Dr. Baselga has published over 200 peer-reviewed articles, in addition to over 400 abstracts and book chapters. His research interests are in Clinical Breast Cancer and in Translational and Early Clinical Research in the area of Growth Factor Receptors and Downstream Molecules as Targets for Breast Cancer Therapy. He conducted the initial clinical trials with the monoclonal antibodies cetuximab and trastuzumab. In addition, he has been involved in the clinical development of several new agents including: gefitinib, erlotinib, lapatinib, pertuzumab, m-TOR, PI3K, TGFß, SRC, Insulin-like Growth Factor Receptor Inhibitors and a variety of anti-angiogenic agents. His main focus in the laboratory and in the clinic is the area of novel anti-HER2 agents, in the identification of mechanisms of resistance to anti-HER2 agents and therapeutic approaches to target the PI3K pathway.

Dr. Baselga is currently President of the European Society of Medical Oncology (ESMO). He is a member of several Committees of the American Association for Cancer Research (AACR) and a member of the AACR Research Council and the AACR Board of Directors; a past member of the Board of Directors of the American Society of Clinical Oncology (ASCO), a past member of the Board of Directors of the European Organization of Research on Treatment of Cancer (EORTC); and a member of the Scientific Advisory Committee of the Ludwig Institute for Cancer Research.

Dr.

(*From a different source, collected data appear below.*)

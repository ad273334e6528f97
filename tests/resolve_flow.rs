//! Checkout and version-resolution tests against real git repositories.
//!
//! These tests shell out to `git` the same way the tool does, building
//! small throwaway repositories under a temp directory.

use std::fs;
use std::path::Path;
use std::process::Command;

use vendrs::conf::Dep;
use vendrs::resolve;
use vendrs::run::Ctx;

fn git(dir: &Path, args: &[&str]) -> String {
    let output = Command::new("git")
        .arg("-C")
        .arg(dir)
        .args(args)
        .output()
        .expect("failed to run git");
    assert!(
        output.status.success(),
        "`git {}` failed: {}",
        args.join(" "),
        String::from_utf8_lossy(&output.stderr)
    );
    String::from_utf8_lossy(&output.stdout).trim().to_string()
}

fn commit(dir: &Path, message: &str) {
    git(dir, &["add", "-A"]);
    git(
        dir,
        &[
            "-c",
            "user.name=test",
            "-c",
            "user.email=test@example.com",
            "-c",
            "commit.gpgsign=false",
            "commit",
            "-m",
            message,
        ],
    );
}

/// New repository with one committed file on branch `main`.
fn init_repo(dir: &Path) {
    fs::create_dir_all(dir).unwrap();
    git(dir, &["init", "-q"]);
    git(dir, &["symbolic-ref", "HEAD", "refs/heads/main"]);
    fs::write(dir.join("lib.go"), "package lib\n").unwrap();
    commit(dir, "initial");
}

fn ctx_for(cache_root: &Path) -> Ctx {
    Ctx {
        project_dir: cache_root.to_path_buf(),
        vendor_dir: cache_root.join("vendor"),
        target: "vendor".to_string(),
        cache_root: cache_root.to_path_buf(),
        insecure: false,
        keep: false,
    }
}

#[test]
fn latest_version_picks_highest_semver_tag() {
    let tmp = tempfile::tempdir().unwrap();
    let repo = tmp.path().join("repo");
    init_repo(&repo);
    git(&repo, &["tag", "v1.0.0"]);
    git(&repo, &["tag", "v1.2.0"]);
    git(&repo, &["tag", "v1.1.0"]);
    git(&repo, &["tag", "not-a-version"]);

    let version = resolve::latest_version(&repo).unwrap();
    assert_eq!(version, "v1.2.0");
}

#[test]
fn latest_version_falls_back_to_current_revision() {
    let tmp = tempfile::tempdir().unwrap();
    let repo = tmp.path().join("repo");
    init_repo(&repo);

    let version = resolve::latest_version(&repo).unwrap();
    let head = git(&repo, &["rev-parse", "--short", "HEAD"]);
    assert_eq!(version, head);
}

#[test]
fn checkout_pins_a_tag_detached() {
    let tmp = tempfile::tempdir().unwrap();
    let cache = tmp.path().join("cache");
    let repo_dir = cache.join("src").join("x.io/dep/lib");
    init_repo(&repo_dir);
    git(&repo_dir, &["tag", "v1.0.0"]);
    let pinned = git(&repo_dir, &["rev-parse", "HEAD"]);

    fs::write(repo_dir.join("later.go"), "package lib\n").unwrap();
    commit(&repo_dir, "later work");

    let ctx = ctx_for(&cache);
    let dep = Dep {
        package: "x.io/dep/lib".to_string(),
        version: "v1.0.0".to_string(),
        ..Default::default()
    };
    resolve::checkout(&ctx, &dep).unwrap();

    assert_eq!(git(&repo_dir, &["rev-parse", "HEAD"]), pinned);
    assert!(!repo_dir.join("later.go").exists());
}

#[test]
fn checkout_master_falls_back_to_newest_commit() {
    let tmp = tempfile::tempdir().unwrap();

    // Upstream's default branch is `main`, so `origin/master` cannot exist
    // and the fallback ladder has to kick in.
    let upstream = tmp.path().join("upstream");
    init_repo(&upstream);
    let newest = git(&upstream, &["rev-parse", "--short", "HEAD"]);

    let cache = tmp.path().join("cache");
    let repo_dir = cache.join("src").join("x.io/dep/lib");
    fs::create_dir_all(&repo_dir).unwrap();
    git(&repo_dir, &["init", "-q"]);
    git(&repo_dir, &["remote", "add", "origin", upstream.to_str().unwrap()]);

    let ctx = ctx_for(&cache);
    let dep = Dep {
        package: "x.io/dep/lib".to_string(),
        version: "master".to_string(),
        ..Default::default()
    };
    resolve::checkout(&ctx, &dep).unwrap();

    assert_eq!(git(&repo_dir, &["rev-parse", "--short", "HEAD"]), newest);
    assert!(repo_dir.join("lib.go").exists());
}

#[test]
fn checkout_of_unattainable_revision_is_an_error() {
    let tmp = tempfile::tempdir().unwrap();
    let cache = tmp.path().join("cache");
    let repo_dir = cache.join("src").join("x.io/dep/lib");
    init_repo(&repo_dir);
    // A retry needs somewhere to fetch from.
    git(&repo_dir, &["remote", "add", "origin", repo_dir.to_str().unwrap()]);

    let ctx = ctx_for(&cache);
    let dep = Dep {
        package: "x.io/dep/lib".to_string(),
        version: "v9.9.9".to_string(),
        ..Default::default()
    };
    let err = resolve::checkout(&ctx, &dep).unwrap_err();
    assert!(format!("{:#}", err).contains("x.io/dep/lib"));
}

Baselga has received a number of awards including a Young Investigator Award from ASCO (1992), a Career Development Award from ASCO (1994), a Brystol-Myers Squibb Unrestricted Cancer Grant Award (2002-2006), an Honorary Membership Award from The European Society for Therapeutic Radiology and Oncology (ESTRO) (2004); the Waun Ki Hong Visiting Professorship at U.T.M.D. Anderson Cancer Center in Houston, TX (2002); named Distinguished Alumnus from Memorial Sloan Kettering Cancer Center, NY (2004); Elected Member of the American Society of Clinical Investigation (2004); Annual Award from ESMO (2005); American- Italian Cancer Foundation (AICF) Prize for Scientific Excellence in Medicine (2007); AACR-Rosenthal Family Foundation Award (2008); and King James I Award (2008)

Dr. Baselga received his M.D. degree from the Universidad Autonoma of Barcelona in 1982. He did his Internal Medicine Residency at both Vall d’Hebron University Hospital in Barcelona, Spain and the State University of New York in the US. He completed a fellowship in Medical Oncology at Memorial Sloan-Kettering Cancer Center in New York and subsequently stayed on as a faculty member of the Breast Medicine Service at Memorial Sloan-Kettering until 1996 when he returned to Spain.